A rotation from tech back into slightly more conservative, cyclical, or beaten down names continues. The pace has slowed, but it still exists. The chase for low float, new driven names hasn't changed. The only thing that has changed is the market has moved from electric vehicles and special acquisition purpose companies (SPACs) to online education names. That's the flavor of the week and we're seeing everything from fundamentally intriguing names to sub-penny trash run 25%, 50%, or 100% on the thesis that online education is here to stay and everyone in the sector will be a winner. The other area is tiny biotech with anything Covid-19 related. At best, we'll see one of these actually remain a winner. Most will be a flash in the pan higher, then do an offering (I hope for their sake) before they fade into the shadows from whence they came.
Don't interpret this as me saying not to trade these.
The question for me now becomes: can we rally without the big tech names? Can we rally without FAANG?
Of course, we could, but will we?
I'm not so sure. The potential for a vaccine will juice the names oversold in the short-term and help the Dow and the S&P 500, but weigh on tech. The problem I envision arising is the promise of a vaccine is very different than the actual deployment of the vaccine. It might create optimism, but it won't create a surge in non-tech related business this summer or this fall. We're seeing schools pushing more online to start the year which will strain some working families. I imagine budgets will remain tight. Additionally, don't expect tourism and travel or even sports to get rolling soon. Add in some hesitation on another round of stimulus and we have the setup for a flat market, at best probably, or a decent pullback.
It's one of the reasons I'm parking some of my cash in new SPACs that don't have a deal yet, have good management and/or a track record of real success, and have a stock not trading much beyond the cash value held in the SPAC trust. If they don't get a deal in their allotted time frame (often 18 to 24 months), then my losses should remain limited.
The thing is I'm not thinking 18 to 24 months. I'm looking at using these vehicles as potential upside with limited downside when the market could get rocky. There are four names I've added.
Jaws Acquisition (JWS) - This one has Barry Sternlicht at the helm. After his success with Starwood and Starwood Capital, it's hard to imagine any deal will be a dud.
Conyers Park II Acquisition (CPAA) - This team hit a home run with their first Conyers Park SPAC acquiring Atkins Nutritionals to create The Simply Good Foods Company (SMPL) . From summer 2018 to summer 2019, the shares in SMPL doubled. I'd expect another food play here which aren't usually the biggest winners but have been consistent upside for SPACs after the deal is announced. Even Utz managed to score a solid push higher.
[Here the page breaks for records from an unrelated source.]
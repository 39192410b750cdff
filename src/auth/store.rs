//! File-backed token store

use crate::error::{Error, Result};
use std::collections::HashSet;
use std::path::{Path, PathBuf};
use std::sync::Arc;
use std::time::{Duration, SystemTime};
use tokio::sync::RwLock;
use tokio::task::JoinHandle;
use tracing::{debug, info, warn};

/// Set of valid caller tokens
#[derive(Debug)]
pub struct TokenStore {
    /// Token file, empty for an in-memory store
    path: PathBuf,
    tokens: Arc<RwLock<HashSet<String>>>,
}

impl TokenStore {
    /// Load a token store from a JSON file containing an array of tokens
    pub fn from_file(path: impl AsRef<Path>) -> Result<Self> {
        let path = path.as_ref().to_path_buf();
        let contents = std::fs::read_to_string(&path).map_err(|e| Error::TokenStore {
            message: format!("Failed to read token file {}: {e}", path.display()),
        })?;
        let tokens = parse_tokens(&contents)?;

        Ok(Self {
            path,
            tokens: Arc::new(RwLock::new(tokens)),
        })
    }

    /// Create an in-memory token store
    pub fn from_tokens<I, S>(tokens: I) -> Self
    where
        I: IntoIterator<Item = S>,
        S: Into<String>,
    {
        Self {
            path: PathBuf::new(),
            tokens: Arc::new(RwLock::new(
                tokens
                    .into_iter()
                    .map(Into::into)
                    .filter(|t: &String| !t.is_empty())
                    .collect(),
            )),
        }
    }

    /// Path of the token file, `None` for an in-memory store
    pub fn path(&self) -> Option<&Path> {
        if self.path.as_os_str().is_empty() {
            None
        } else {
            Some(&self.path)
        }
    }

    /// Re-read the token file and replace the token set
    ///
    /// On failure the current set is kept. Returns the number of tokens.
    pub async fn reload(&self) -> Result<usize> {
        let Some(path) = self.path() else {
            return Ok(self.len().await);
        };

        let contents = tokio::fs::read_to_string(path)
            .await
            .map_err(|e| Error::TokenStore {
                message: format!("Failed to read token file {}: {e}", path.display()),
            })?;
        let loaded = parse_tokens(&contents)?;
        let count = loaded.len();

        let mut tokens = self.tokens.write().await;
        *tokens = loaded;

        Ok(count)
    }

    /// Whether the token is in the set
    pub async fn is_valid(&self, token: &str) -> bool {
        self.tokens.read().await.contains(token)
    }

    /// Check a caller's token
    pub async fn authorize(&self, token: Option<&str>) -> Result<()> {
        match token {
            None | Some("") => Err(Error::unauthenticated("Missing auth token.")),
            Some(token) if self.is_valid(token).await => Ok(()),
            Some(_) => Err(Error::unauthenticated("Invalid auth token.")),
        }
    }

    /// Number of tokens in the set
    pub async fn len(&self) -> usize {
        self.tokens.read().await.len()
    }

    /// Whether the set is empty
    pub async fn is_empty(&self) -> bool {
        self.tokens.read().await.is_empty()
    }

    /// Poll the token file and reload it whenever it changes
    ///
    /// The file is re-read on the first tick, then only when its modification
    /// time or size changes. The task runs until the returned handle is
    /// aborted. A failed reload is logged and the previous tokens stay in
    /// effect.
    pub fn watch(self: &Arc<Self>, interval: Duration) -> Result<JoinHandle<()>> {
        let Some(path) = self.path().map(Path::to_path_buf) else {
            return Err(Error::token_store("An in-memory token store cannot be watched."));
        };

        let store = Arc::clone(self);

        Ok(tokio::spawn(async move {
            let mut last_seen = None;
            let mut ticker = tokio::time::interval(interval);
            loop {
                ticker.tick().await;

                let version = file_version(&path).await;
                if version.is_none() || version == last_seen {
                    continue;
                }
                last_seen = version;

                match store.reload().await {
                    Ok(count) => info!(path = %path.display(), count, "Reloaded auth tokens"),
                    Err(e) => warn!(path = %path.display(), error = %e, "Failed to reload auth tokens"),
                }
            }
        }))
    }
}

/// Modification time and size of the file, used to detect changes
async fn file_version(path: &Path) -> Option<(SystemTime, u64)> {
    match tokio::fs::metadata(path).await {
        Ok(metadata) => metadata.modified().ok().map(|m| (m, metadata.len())),
        Err(e) => {
            debug!(path = %path.display(), error = %e, "Token file not readable");
            None
        }
    }
}

fn parse_tokens(contents: &str) -> Result<HashSet<String>> {
    let tokens: Vec<String> = serde_json::from_str(contents).map_err(|e| Error::TokenStore {
        message: format!("Token file must hold a JSON array of strings: {e}"),
    })?;
    Ok(tokens.into_iter().filter(|t| !t.is_empty()).collect())
}
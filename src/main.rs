// Allow common clippy pedantic lints
#![allow(clippy::must_use_candidate)]
#![allow(clippy::needless_pass_by_value)]

//! Solidafy adapter CLI
//!
//! Command-line tooling for datasource adapter authors

use clap::Parser;
use solidafy_adapter::cli::{Cli, Runner};

fn main() {
    let cli = Cli::parse();

    // Initialize logging
    let level = if cli.verbose {
        tracing::Level::DEBUG
    } else {
        tracing::Level::INFO
    };
    tracing_subscriber::fmt()
        .with_writer(std::io::stderr)
        .with_env_filter(
            tracing_subscriber::EnvFilter::from_default_env().add_directive(level.into()),
        )
        .init();

    let runner = Runner::new(cli);

    if let Err(e) = runner.run() {
        eprintln!("Error: {e}");
        std::process::exit(1);
    }
}
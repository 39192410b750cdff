//! Wire message module
//!
//! The messages exchanged with the platform across the RPC boundary.
//!
//! # Overview
//!
//! Entities and attributes on the wire carry two identifiers: an opaque
//! internal `id` assigned by the platform and an `external_id` chosen by the
//! adapter author. Attribute values are a closed, tagged set of types.
//! The JSON mapping follows the protobuf conventions: `bytes` fields are
//! base64 strings and enum values use their upper-case names.

mod types;

pub use types::{
    Attribute, AttributeConfig, AttributeValue, BasicAuth, ConnectorInfo, DatasourceAuthCredentials,
    DatasourceConfig, DateTimeValue, EntityConfig, EntityObjects, ErrorCode, GetPageRequest,
    GetPageResponse, Object, Page, PageError,
};

/// Serde helpers for `bytes` fields encoded as base64 strings
pub(crate) mod base64_bytes {
    use base64::{engine::general_purpose::STANDARD, Engine as _};
    use serde::{Deserialize, Deserializer, Serializer};

    pub fn serialize<S: Serializer>(bytes: &[u8], serializer: S) -> Result<S::Ok, S::Error> {
        serializer.serialize_str(&STANDARD.encode(bytes))
    }

    pub fn deserialize<'de, D: Deserializer<'de>>(deserializer: D) -> Result<Vec<u8>, D::Error> {
        let encoded = Option::<String>::deserialize(deserializer)?.unwrap_or_default();
        STANDARD
            .decode(encoded.as_bytes())
            .map_err(serde::de::Error::custom)
    }
}

#[cfg(test)]
mod tests;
Social Capital Hedosophia II (IPOB) and Social Capital Hedosophia III (IPOC) - The first SPAC brought us Virgin Galatic (SPCE) , arguably one of the most fun SPACs we've seen this year. It paved the way for the crazy action in Nikola (NKLA) . IPOB is looking domestic while IPOC will likely be an international name. Both of these SPACs have big trusts with IPOC being roughly double the size of IPOB. With Chairman Chamath Palihapitiya at the helm, I wouldn't bet against these SPACs. Whether you think the market is heading higher or lower, I would own both and be patient.